| YOUR INSTRUCTIONS |
Please find the lines in the following records that hold "output", and copy them.

(Stored data)
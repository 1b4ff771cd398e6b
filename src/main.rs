// 帕鲁配种求解器命令行入口
// 开发心理：CLI只做三件事——把参数翻译成TargetSpec、喂给求解器、渲染结果
// 存档解码不在这里：池子从外部工具导出的JSON读进来

use std::path::PathBuf;

use anyhow::{bail, Context, Result};
use clap::{Parser, Subcommand};
use log::{error, info};

use palbreed::pool::{LocationKind, OwnedGender, OwnedInstance, PalPool, StorageLocation};
use palbreed::solver::TargetSpec;
use palbreed::{
    builtin_catalog, BreedingSolver, CancellationToken, Catalog, Gender, IvThresholds,
    SolverConfig,
};

#[derive(Parser)]
#[command(name = "palbreed", version = palbreed::VERSION, about = "帕鲁配种路径求解器")]
struct Cli {
    // 求解器配置（TOML），缺省用内置默认值
    #[arg(long, global = true)]
    config: Option<PathBuf>,

    // 图鉴JSON，缺省用内置演示图鉴
    #[arg(long, global = true)]
    catalog: Option<PathBuf>,

    #[command(subcommand)]
    command: Command,
}

#[derive(Subcommand)]
enum Command {
    // 求解目标帕鲁的配种路径
    Solve {
        // 现货池JSON（外部存档导出工具的产物），缺省为空池
        #[arg(long)]
        pool: Option<PathBuf>,
        // 目标物种，名字或id
        #[arg(long)]
        species: String,
        // 期望词条，名字或id，可以重复给
        #[arg(long = "passive")]
        passives: Vec<String>,
        // 目标性别：male / female
        #[arg(long)]
        gender: Option<String>,
        #[arg(long)]
        min_hp: Option<u8>,
        #[arg(long)]
        min_attack: Option<u8>,
        #[arg(long)]
        min_defense: Option<u8>,
        // 以JSON输出结果树（默认为文本渲染）
        #[arg(long)]
        json: bool,
    },
    // 列出图鉴内容
    Catalog,
    // 生成一份随机演示现货池，方便上手试跑
    DemoPool {
        #[arg(long, default_value_t = 20)]
        count: usize,
        #[arg(long, default_value_t = 42)]
        seed: u64,
        #[arg(long)]
        output: PathBuf,
    },
}

fn main() {
    palbreed::init();
    if let Err(e) = run() {
        error!("运行失败: {:#}", e);
        std::process::exit(1);
    }
}

fn run() -> Result<()> {
    let cli = Cli::parse();

    let config = match &cli.config {
        Some(path) => SolverConfig::load_toml(path)
            .with_context(|| format!("加载配置失败: {}", path.display()))?,
        None => SolverConfig::default(),
    };
    let loaded_catalog = match &cli.catalog {
        Some(path) => Some(
            Catalog::load_json(path)
                .with_context(|| format!("加载图鉴失败: {}", path.display()))?,
        ),
        None => None,
    };
    let catalog: &Catalog = loaded_catalog.as_ref().unwrap_or_else(|| builtin_catalog());

    match cli.command {
        Command::Solve {
            pool,
            species,
            passives,
            gender,
            min_hp,
            min_attack,
            min_defense,
            json,
        } => {
            let pool = match pool {
                Some(path) => PalPool::load_json(&path)
                    .with_context(|| format!("加载现货池失败: {}", path.display()))?,
                None => PalPool::default(),
            };
            let target = build_target(
                catalog, &species, &passives, gender.as_deref(),
                min_hp, min_attack, min_defense,
            )?;

            let solver = BreedingSolver::new(catalog, config)?;
            let trees = solver.solve_trees(&pool, &target, &CancellationToken::new())?;
            if trees.is_empty() {
                info!("在当前约束下目标不可达");
            }

            if json {
                println!("{}", serde_json::to_string_pretty(&trees)?);
            } else {
                for (rank, tree) in trees.iter().enumerate() {
                    println!("=== 方案 {} ===", rank + 1);
                    print!("{}", tree.render_text());
                    println!();
                }
            }
        }
        Command::Catalog => {
            println!("物种（{}个）:", catalog.species.len());
            for species in &catalog.species {
                println!(
                    "  {:>4}  {:<12} 配种力{:>5}  雄性{:>3}%  捕捉等级{}",
                    species.id,
                    species.name,
                    species.breeding_power,
                    species.male_probability,
                    species.capture_rank
                );
            }
            println!("词条（{}条）:", catalog.passives.len());
            for passive in &catalog.passives {
                let price = match passive.surgery_price {
                    Some(p) => format!("{}金", p),
                    None => "买不到".to_string(),
                };
                println!(
                    "  {:>4}  {:<12} 阶级{:>2}  手术价格: {}",
                    passive.id, passive.name, passive.rank, price
                );
            }
        }
        Command::DemoPool { count, seed, output } => {
            let pool = generate_demo_pool(catalog, count, seed);
            std::fs::write(&output, serde_json::to_string_pretty(&pool)?)
                .with_context(|| format!("写入失败: {}", output.display()))?;
            info!("演示现货池已写入 {}（{}只）", output.display(), pool.len());
        }
    }
    Ok(())
}

#[allow(clippy::too_many_arguments)]
fn build_target(
    catalog: &Catalog,
    species: &str,
    passives: &[String],
    gender: Option<&str>,
    min_hp: Option<u8>,
    min_attack: Option<u8>,
    min_defense: Option<u8>,
) -> Result<TargetSpec> {
    let species_id = match species.parse::<u16>() {
        Ok(id) => id,
        Err(_) => match catalog.species_by_name(species) {
            Some(s) => s.id,
            None => bail!("图鉴里没有物种: {}", species),
        },
    };

    let mut desired = Vec::with_capacity(passives.len());
    for name in passives {
        let id = match name.parse::<u16>() {
            Ok(id) => id,
            Err(_) => match catalog.passive_by_name(name) {
                Some(p) => p.id,
                None => bail!("图鉴里没有词条: {}", name),
            },
        };
        desired.push(id);
    }

    let gender = match gender {
        Some(text) => Some(parse_gender(text)?),
        None => None,
    };

    Ok(TargetSpec {
        species: species_id,
        desired_passives: desired,
        iv_thresholds: IvThresholds {
            hp: min_hp,
            attack: min_attack,
            defense: min_defense,
        },
        gender,
    })
}

fn parse_gender(text: &str) -> Result<Gender> {
    match text.to_ascii_lowercase().as_str() {
        "male" | "m" | "♂" => Ok(Gender::Male),
        "female" | "f" | "♀" => Ok(Gender::Female),
        other => bail!("无法识别的性别: {}（用 male 或 female）", other),
    }
}

fn generate_demo_pool(catalog: &Catalog, count: usize, seed: u64) -> PalPool {
    let mut rng = fastrand::Rng::with_seed(seed);
    let locations = [
        LocationKind::Palbox,
        LocationKind::Palbox,
        LocationKind::StorageContainer,
        LocationKind::Base,
        LocationKind::Party,
    ];
    let players = ["player1", "player2"];

    let mut instances = Vec::with_capacity(count);
    for index in 0..count {
        let species = &catalog.species[rng.usize(..catalog.species.len())];
        let mut passives = Vec::new();
        for _ in 0..rng.usize(0..=3) {
            let passive = &catalog.passives[rng.usize(..catalog.passives.len())];
            if !passives.contains(&passive.id) {
                passives.push(passive.id);
            }
        }
        instances.push(OwnedInstance {
            instance_id: format!("demo-{:03}", index),
            species: species.id,
            gender: if rng.bool() {
                OwnedGender::Male
            } else {
                OwnedGender::Female
            },
            passives,
            iv_hp: rng.u8(0..=100),
            iv_attack: rng.u8(0..=100),
            iv_defense: rng.u8(0..=100),
            location: StorageLocation {
                kind: locations[rng.usize(..locations.len())],
                label: None,
            },
            player: players[rng.usize(..players.len())].to_string(),
        });
    }
    PalPool { instances }
}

| EXERCISE ANSWER |
        output: PathBuf,
        Command::DemoPool { count, seed, output } => {
            std::fs::write(&output, serde_json::to_string_pretty(&pool)?)
                .with_context(|| format!("写入失败: {}", output.display()))?;
            info!("演示现货池已写入 {}（{}只）", output.display(), pool.len());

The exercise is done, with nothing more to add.